Overview
A geospatial dataset of point geometries with a land use / land cover label and several remote-sensing derived predictor variables that can be used to train and test a land use / land cover classifier.
This dataset was generated with support from a Climate Change AI Innovation Grant and the Australian Centre for International Agricultural Research.
Each of the point geometries was assigned one of the following class labels:
- water
- mangrove
- bare soil / rock
- urban / impervious
- cropland / agriculture
- grassland
- shrubland
- trees
The class
property associated with each POINT
feature stores the point's class label.
Class definitions
The cropland / agriculture class is defined as any location where agricultural activities associated with cropping or livestock management were visible in high-resolution images. Land that is recently fallow, but where evidence of cropping or grazing activities is present, would be labelled as cropland. Grassland is defined as any low vegetation (e.g. below knee height) without a bush, shrub, or woody structure. Scrubland is defined as any vegetation that is below head height, does not form a closed canopy, and has a clearly visible bush, shrub, or woody structure. Trees are defined as any vegetation greater than head height forming a clear canopy.
Methods
Image interpretation and labelling points with a land cover class was undertaken within a custom Google Earth Engine application. Within a region of interest, a year’s worth of Sentinel-2 images was clustered into 15 classes using a k-means algorithm. A stratified random sample of points was generated for manual labelling using clusters as strata. Ground truth datasets ere generated in the Ba, Magodro, Rewa, Sigatoka, RakiRaki, Sigatoka, Suva, Suva (urban), Lautoka (urban), Noco, Vuya, Nadi, and Labasa regions.
To support image interpretation and labelling a point’s land cover using high-resolution images (Google satellite basemaps), ancillary datasets were used (e.g. Planet and Sentinel-2 images) in conjunction with field verification.
Two quality-checks were applied to the labelled land cover points. First, each point was manually screened and quality checked to ensure consistency in class labels. Second, using Planet NICFI basemaps and Sentinel-2 RGB composites 2019, 2020, and 2021, each of the labelled land cover points was screened for a change in land cover event occurring at any point during those three years. If a change in land cover was observed, the point was dropped from the dataset.
For each labelled point in 2019, 2020, and 2021 features were extracted comprising annual median cloud free spectral reflectance across Sentinel-2 wavebands, monthly NDVI composites, and annual median NDVI, NDBI, NDWI, and GCVI bands and elevation, slope, and aspect bands.

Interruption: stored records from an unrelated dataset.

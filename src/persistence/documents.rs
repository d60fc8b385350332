//! Pipeline document store - writes and reads pipeline JSON files

use crate::core::{DocumentError, PipelineGraph};
use std::path::{Path, PathBuf};
use thiserror::Error;
use tracing::{debug, info};

const MAX_NAME_LEN: usize = 50;
const FALLBACK_NAME: &str = "pipeline";

#[derive(Debug, Error)]
pub enum StoreError {
    #[error("Pipeline JSON is malformed: {0}")]
    InvalidJson(#[from] serde_json::Error),

    #[error("Pipeline JSON must be an object keyed by node name, not an array or scalar")]
    NotAnObject,

    #[error("Pipeline JSON must contain at least one node")]
    Empty,

    #[error("File already exists and overwrite is off: {0}")]
    Exists(PathBuf),

    #[error("Failed to access {path}: {source}")]
    Io {
        path: PathBuf,
        #[source]
        source: std::io::Error,
    },

    #[error("No user data directory available")]
    NoDataDir,

    #[error(transparent)]
    Document(#[from] DocumentError),
}

impl StoreError {
    fn io(path: &Path, source: std::io::Error) -> Self {
        StoreError::Io {
            path: path.to_path_buf(),
            source,
        }
    }
}

/// Where a document should be written
#[derive(Debug, Clone, PartialEq, Eq)]
pub enum SaveTarget {
    /// Generated file name inside the store directory
    Default,
    /// An explicit file, or a directory to generate the file name in
    Path(PathBuf),
}

/// Saves pipeline documents to disk
#[derive(Debug, Clone)]
pub struct DocumentStore {
    root: PathBuf,
}

impl DocumentStore {
    pub fn new(root: impl Into<PathBuf>) -> Self {
        Self { root: root.into() }
    }

    /// Store rooted at `<data dir>/uiflow/pipelines`
    pub fn with_default_dir() -> Result<Self, StoreError> {
        let data_dir = dirs::data_local_dir().ok_or(StoreError::NoDataDir)?;
        Ok(Self::new(data_dir.join("uiflow").join("pipelines")))
    }

    pub fn root(&self) -> &Path {
        &self.root
    }

    /// Write a raw JSON document, pretty-printed
    ///
    /// Only the top-level shape is checked here; node semantics are checked
    /// when the document is loaded into a graph.
    pub fn save(
        &self,
        json: &str,
        target: &SaveTarget,
        name: Option<&str>,
        overwrite: bool,
    ) -> Result<PathBuf, StoreError> {
        let document: serde_json::Value = serde_json::from_str(json)?;
        match document.as_object() {
            None => return Err(StoreError::NotAnObject),
            Some(map) if map.is_empty() => return Err(StoreError::Empty),
            Some(_) => {}
        }

        let path = self.resolve(target, name);
        if path.exists() && !overwrite {
            return Err(StoreError::Exists(path));
        }

        if let Some(parent) = path.parent().filter(|p| !p.as_os_str().is_empty()) {
            std::fs::create_dir_all(parent).map_err(|e| StoreError::io(parent, e))?;
        }
        let pretty = serde_json::to_string_pretty(&document)?;
        std::fs::write(&path, pretty).map_err(|e| StoreError::io(&path, e))?;

        info!("Saved pipeline to {}", path.display());
        Ok(path)
    }

    /// Serialize a graph and save it
    pub fn save_graph(
        &self,
        graph: &PipelineGraph,
        target: &SaveTarget,
        name: Option<&str>,
        overwrite: bool,
    ) -> Result<PathBuf, StoreError> {
        self.save(&graph.to_json(), target, name, overwrite)
    }

    /// Load and validate a saved document
    pub fn load(&self, path: &Path) -> Result<PipelineGraph, StoreError> {
        let json = std::fs::read_to_string(path).map_err(|e| StoreError::io(path, e))?;
        Ok(PipelineGraph::from_json(&json)?)
    }

    /// Saved documents in the store directory, sorted by file name
    pub fn list(&self) -> Result<Vec<PathBuf>, StoreError> {
        if !self.root.exists() {
            return Ok(Vec::new());
        }
        let entries = std::fs::read_dir(&self.root).map_err(|e| StoreError::io(&self.root, e))?;

        let mut paths = Vec::new();
        for entry in entries {
            let path = entry.map_err(|e| StoreError::io(&self.root, e))?.path();
            if path.extension().is_some_and(|ext| ext == "json") {
                paths.push(path);
            }
        }
        paths.sort();
        Ok(paths)
    }

    fn resolve(&self, target: &SaveTarget, name: Option<&str>) -> PathBuf {
        let dir = match target {
            SaveTarget::Path(path) if !path.is_dir() => return path.clone(),
            SaveTarget::Path(dir) => dir.clone(),
            SaveTarget::Default => self.root.clone(),
        };
        let path = dir.join(generated_file_name(name));
        debug!("Generated document path {}", path.display());
        path
    }
}

/// Keep alphanumerics and `._- `, trimmed and capped in length
pub fn sanitize_name(name: &str) -> String {
    let kept: String = name
        .chars()
        .filter(|c| c.is_alphanumeric() || "._- ".contains(*c))
        .collect();
    let trimmed: String = kept.trim().chars().take(MAX_NAME_LEN).collect();
    if trimmed.is_empty() {
        FALLBACK_NAME.to_string()
    } else {
        trimmed
    }
}

fn generated_file_name(name: Option<&str>) -> String {
    let timestamp = chrono::Local::now().format("%Y%m%d_%H%M%S");
    let stem = name.map(sanitize_name).unwrap_or_else(|| FALLBACK_NAME.to_string());
    format!("{}_{}.json", stem, timestamp)
}

#[cfg(test)]
mod tests {
    use super::*;

    const DOC: &str = r#"{"Start": {"action": "DoNothing"}}"#;

    #[test]
    fn test_sanitize_name() {
        assert_eq!(sanitize_name("my/flow: v2"), "myflow v2");
        assert_eq!(sanitize_name("  ***  "), "pipeline");
        assert_eq!(sanitize_name(&"a".repeat(80)).len(), 50);
    }

    #[test]
    fn test_save_to_directory_generates_name() {
        let dir = tempfile::tempdir().unwrap();
        let store = DocumentStore::new(dir.path().join("unused"));

        let path = store
            .save(DOC, &SaveTarget::Path(dir.path().to_path_buf()), Some("daily run"), true)
            .unwrap();

        assert_eq!(path.parent(), Some(dir.path()));
        let file_name = path.file_name().unwrap().to_string_lossy().to_string();
        assert!(file_name.starts_with("daily run_"));
        assert!(file_name.ends_with(".json"));
    }

    #[test]
    fn test_save_default_and_list() {
        let dir = tempfile::tempdir().unwrap();
        let store = DocumentStore::new(dir.path().join("pipelines"));

        let path = store.save(DOC, &SaveTarget::Default, None, true).unwrap();
        assert!(path.starts_with(store.root()));
        assert_eq!(store.list().unwrap(), vec![path.clone()]);

        let graph = store.load(&path).unwrap();
        assert!(graph.contains("Start"));
    }

    #[test]
    fn test_explicit_file_respects_overwrite() {
        let dir = tempfile::tempdir().unwrap();
        let store = DocumentStore::new(dir.path());
        let target = SaveTarget::Path(dir.path().join("nested").join("flow.json"));

        store.save(DOC, &target, None, false).unwrap();
        let err = store.save(DOC, &target, None, false).unwrap_err();
        assert!(matches!(err, StoreError::Exists(_)));
        assert!(store.save(DOC, &target, None, true).is_ok());
    }

    #[test]
    fn test_rejects_bad_shapes() {
        let dir = tempfile::tempdir().unwrap();
        let store = DocumentStore::new(dir.path());

        assert!(matches!(
            store.save("[1, 2]", &SaveTarget::Default, None, true),
            Err(StoreError::NotAnObject)
        ));
        assert!(matches!(
            store.save("{}", &SaveTarget::Default, None, true),
            Err(StoreError::Empty)
        ));
        assert!(matches!(
            store.save("{oops", &SaveTarget::Default, None, true),
            Err(StoreError::InvalidJson(_))
        ));
        assert!(store.list().unwrap().is_empty());
    }
}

This resulted in a dataset of 13,914 labelled points across three years: 2019, 2020, and 2021. The difference in the number of points across years is due to cloud cover preventing features being generated in some years
Feature definitions:
B_*
- median annual cloud free spectral reflectance for Sentinel-2 wavebands
ndvi
- median annual cloud free NDVI computed from Sentinel-2
gcvi
- median annual cloud free GCVI computed from Sentinel-2
ndwi
- median annual cloud free NDWI computed from Sentinel-2
ndbi
- median annual cloud free NDBI computed from Sentinel-2
ndvi_*
- median monthly cloud free NDVI computed from Sentinel-2
elevation
- elevation computed from SRTM
aspect
- aspect computed from SRTM
slope
- slope computed from SRTM